On some platforms like the 8051, if a compiler were given a construct like someInt16 += *someUnsignedCharPtr << 4; the most efficient way to process it if it didn't have to accommodate the possibility that the pointer might point to the lower byte of someInt16 would be to fetch *someUnsignedCharPtr, shift it left four bits, add it to the LSB of someInt16 (capturing the carry), reload *someUnsignedCharPtr, shift it right four bits, and add it along with the earlier carry to the MSB of someInt16. Loading the value from *someUnsignedCharPtr twice would be faster than loading it, storing its value to a temporary location before doing the shift, and then having to load its value from that temporary location. If, however, someUnsignedCharPtr were to point to the lower byte of someInt16, then the modification of that lower byte before the second load of someUnsignedCharPtr would corrupt the upper bits of that byte which would, after shifing, be added to the upper byte of someInt16.

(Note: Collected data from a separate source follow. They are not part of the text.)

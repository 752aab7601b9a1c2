//! Backend server registry.
//!
//! Mirrors the proxy registry's triple index (permanent ID, tempId,
//! address:port) and adds the backend-only inventory: sizing class, role,
//! player caps, TPS, uptime, and advertised pools.

use crate::clock::Clock;
use crate::error::{RegistryError, RegistryResult};
use crate::registry::alloc::{IdAllocator, IdRole};
use crate::registry::entry::{BackendEntry, BackendKind, NodeStatus};
use crate::registry::{AgingPolicy, RegisterOutcome, SweepReport, Transition};
use parking_lot::Mutex;
use std::collections::{BTreeMap, BTreeSet, HashMap};
use std::sync::Arc;

/// Everything a backend supplies at registration time.
#[derive(Debug, Clone)]
pub struct BackendSpec {
    pub temp_id: String,
    pub address: String,
    pub port: u16,
    pub kind: BackendKind,
    /// Free-form role from the node's environment selector.
    pub role: String,
    /// Optional hard-cap override.
    pub capacity: Option<u32>,
}

/// Stats carried on every backend heartbeat.
#[derive(Debug, Clone, Default)]
pub struct BackendStats {
    pub tps: f64,
    pub player_count: u32,
    pub max_capacity: u32,
    pub uptime_ms: u64,
    pub role: Option<String>,
    pub pools: Vec<String>,
}

struct BackendTable {
    entries: BTreeMap<u32, BackendEntry>,
    by_temp: HashMap<String, u32>,
    by_addr: HashMap<(String, u16), u32>,
    alloc: IdAllocator,
}

/// Registry of backend game servers.
pub struct BackendRegistry {
    table: Mutex<BackendTable>,
    clock: Arc<dyn Clock>,
    dedup_window_ms: u64,
}
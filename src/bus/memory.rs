//! In-process bus.
//!
//! Fan-out over tokio mpsc channels, one sender list per topic. Used by the
//! test suite and by single-host deployments where core and nodes share a
//! process. Subscribers that fall behind past their buffer lose messages,
//! matching at-most-once pub/sub semantics of the real transports.

use super::{Bus, Envelope};
use crate::error::BusError;
use async_trait::async_trait;
use dashmap::DashMap;
use tokio::sync::mpsc;

/// Per-subscriber buffer. Bounded so a stuck subscriber cannot hold the
/// publisher's memory hostage.
const SUBSCRIBER_BUFFER: usize = 256;

/// In-process pub/sub bus.
pub struct InProcessBus {
    topics: DashMap<String, Vec<mpsc::Sender<Envelope>>>,
}

impl InProcessBus {
    pub fn new() -> Self {
        Self {
            topics: DashMap::new(),
        }
    }

    /// Number of live subscribers on a channel. Test helper.
    #[allow(dead_code)]
    pub fn subscriber_count(&self, channel: &str) -> usize {
        self.topics
            .get(channel)
            .map(|senders| senders.iter().filter(|s| !s.is_closed()).count())
            .unwrap_or(0)
    }
}

impl Default for InProcessBus {
    fn default() -> Self {
        Self::new()
    }
}

#[async_trait]
impl Bus for InProcessBus {
    async fn publish(&self, channel: &str, envelope: Envelope) -> Result<(), BusError> {
        // Collect live senders first so the shard lock is not held across
        // awaits or try_send wakeups.
        let senders: Vec<mpsc::Sender<Envelope>> = match self.topics.get_mut(channel) {
            Some(mut entry) => {
                entry.retain(|s| !s.is_closed());
                entry.clone()
            }
            None => return Ok(()),
        };

        for sender in senders {
            if let Err(e) = sender.try_send(envelope.clone()) {
                match e {
                    mpsc::error::TrySendError::Full(_) => {
                        tracing::warn!(
                            channel = %channel,
                            "Subscriber buffer full, dropping envelope"
                        );
                    }
                    mpsc::error::TrySendError::Closed(_) => {}
                }
            }
        }
        Ok(())
    }

    fn subscribe(&self, channel: &str) -> mpsc::Receiver<Envelope> {
        let (tx, rx) = mpsc::channel(SUBSCRIBER_BUFFER);
        self.topics.entry(channel.to_string()).or_default().push(tx);
        rx
    }
}

#[cfg(test)]
mod tests {
    use super::*;
    use crate::bus::channels;
    use std::time::Duration;

    fn envelope(kind: &str) -> Envelope {
        Envelope::new(kind, "test", &serde_json::json!({"n": 1})).unwrap()
    }

    #[tokio::test]
    async fn test_publish_reaches_all_subscribers() {
        let bus = InProcessBus::new();
        let mut a = bus.subscribe("topic");
        let mut b = bus.subscribe("topic");

        bus.publish("topic", envelope("topic")).await.unwrap();

        assert_eq!(a.recv().await.unwrap().kind, "topic");
        assert_eq!(b.recv().await.unwrap().kind, "topic");
    }

    #[tokio::test]
    async fn test_publish_without_subscribers_is_ok() {
        let bus = InProcessBus::new();
        bus.publish("empty", envelope("empty")).await.unwrap();
    }

    #[tokio::test]
    async fn test_dropped_subscribers_are_pruned() {
        let bus = InProcessBus::new();
        let rx = bus.subscribe("topic");
        drop(rx);
        bus.publish("topic", envelope("topic")).await.unwrap();
        assert_eq!(bus.subscriber_count("topic"), 0);
    }

    #[tokio::test]
    async fn test_request_reply_round_trip() {
        let bus = std::sync::Arc::new(InProcessBus::new());

        // A fake node answers the first request it sees.
        let responder_bus = bus.clone();
        let mut requests = bus.subscribe("svc:request");
        tokio::spawn(async move {
            let req = requests.recv().await.unwrap();
            let reply = Envelope::new("svc:reply", "node", &req.payload).unwrap();
            responder_bus.publish("svc:reply", reply).await.unwrap();
        });

        let reply = bus
            .request(
                "svc:request",
                "svc:reply",
                envelope("svc:request"),
                Duration::from_secs(1),
            )
            .await
            .unwrap();
        assert_eq!(reply.kind, "svc:reply");
    }

    #[tokio::test]
    async fn test_request_times_out_without_reply() {
        let bus = InProcessBus::new();
        let err = bus
            .request(
                channels::REGISTER,
                "nobody:replies",
                envelope(channels::REGISTER),
                Duration::from_millis(20),
            )
            .await
            .unwrap_err();
        assert_eq!(err.error_code(), "timeout");
    }
}
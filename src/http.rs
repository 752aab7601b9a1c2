//! Operational HTTP endpoints.
//!
//! `/metrics` serves the Prometheus registry; `/healthz` reports the live
//! registry population so load balancers can tell an empty core from a dead
//! one. The server runs as a background task owned by the supervisor's
//! shutdown channel and drains with the rest of the control plane.

use crate::supervisor::Supervisor;
use axum::extract::State;
use axum::{Router, routing::get};
use std::net::SocketAddr;
use std::sync::Arc;

async fn metrics_handler() -> String {
    crate::metrics::gather_metrics()
}

/// Registry population snapshot. Counts exclude DEAD entries waiting out
/// their recycle window.
async fn health_handler(State(supervisor): State<Arc<Supervisor>>) -> String {
    serde_json::json!({
        "proxies": supervisor.proxies.live_count(),
        "backends": supervisor.backends.live_count(),
        "pendingEvacuations": supervisor.evacuation.pending_count(),
        "activeProfile": supervisor
            .netconfig
            .get_active_profile()
            .map(|p| p.profile_id.clone())
            .ok(),
    })
    .to_string()
}

/// Spawn the operational HTTP server on `0.0.0.0:port`. Stops when the
/// supervisor broadcasts shutdown.
pub fn spawn(supervisor: Arc<Supervisor>, port: u16) {
    let mut shutdown_rx = supervisor.shutdown_tx.subscribe();
    tokio::spawn(async move {
        let app = Router::new()
            .route("/metrics", get(metrics_handler))
            .route("/healthz", get(health_handler))
            .with_state(supervisor);

        let addr = SocketAddr::from(([0, 0, 0, 0], port));
        let listener = match tokio::net::TcpListener::bind(&addr).await {
            Ok(listener) => listener,
            Err(e) => {
                tracing::error!(%addr, error = %e, "Failed to bind operational HTTP endpoint");
                return;
            }
        };
        tracing::info!(%addr, "Operational HTTP endpoint listening");

        let server = axum::serve(listener, app).with_graceful_shutdown(async move {
            let _ = shutdown_rx.recv().await;
        });
        if let Err(e) = server.await {
            tracing::error!(error = %e, "Operational HTTP endpoint failed");
        }
    });
}
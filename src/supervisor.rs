//! The Supervisor - central wiring for the registry control plane.
//!
//! Owns every component, subscribes the bus channels, and dispatches
//! incoming envelopes to the registries, the evacuation coordinator, and
//! the network-config manager. Constructed once and threaded through
//! collaborators; there are no global singletons.
//!
//! # Lock Order (Deadlock Prevention)
//!
//! 1. Registry table mutex (proxies or backends, never both)
//! 2. Network-config snapshot lock
//!
//! Handlers never hold a registry lock across an await; every bus publish
//! happens after the mutation has been committed and the lock released.

use crate::bus::messages::{
    ConfigRequest, EvacuationResponse, ProxyHeartbeat, RegisterRequest, RegisterResponse,
    RemoveRequest, ServerHeartbeat, StatusChanged,
};
use crate::bus::{Bus, Envelope, channels};
use crate::clock::Clock;
use crate::config::Config;
use crate::console::ConsoleView;
use crate::error::RegistryResult;
use crate::netconfig::NetworkConfigManager;
use crate::netconfig::store::ProfileStore;
use crate::registry::entry::BackendKind;
use crate::registry::evacuation::EvacuationCoordinator;
use crate::registry::{
    AgingPolicy, BackendRegistry, BackendSpec, BackendStats, EntryKind, HeartbeatMonitor, IdRole,
    ProxyRegistry, StatusListener,
};
use std::sync::Arc;
use tokio::sync::broadcast;

/// Publishes registry status transitions on the bus.
struct BusStatusBroadcaster {
    bus: Arc<dyn Bus>,
    sender_id: String,
}

impl StatusListener for BusStatusBroadcaster {
    fn on_status_changed(&self, kind: EntryKind, id: &str, from: &str, to: &str) {
        let payload = StatusChanged {
            kind: kind.as_str().to_string(),
            id: id.to_string(),
            from: from.to_string(),
            to: to.to_string(),
        };
        let envelope = match Envelope::new(channels::STATUS_CHANGED, &self.sender_id, &payload) {
            Ok(envelope) => envelope,
            Err(e) => {
                tracing::warn!(error = %e, "Failed to encode status broadcast");
                return;
            }
        };
        let bus = self.bus.clone();
        tokio::spawn(async move {
            if let Err(e) = bus.publish(channels::STATUS_CHANGED, envelope).await {
                tracing::warn!(error = %e, "Failed to publish status broadcast");
            }
        });
    }
}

The Standard would allow a compiler to generate such code, even though character pointers are exempt from aliasing rules, because it does not require that compilers handle all situations where unsequenced reads and writes affect regions of storage that partially overlap. If such accesses were performed usinng a union instead of a character pointer, a compiler might recognize that the character-type access would always overlap the least significant byte of the 16-bit value, but I don't think the authors of the Standard wanted to require that compilers invest the time and effort that might be necessary to handle such obscure cases meaningfully.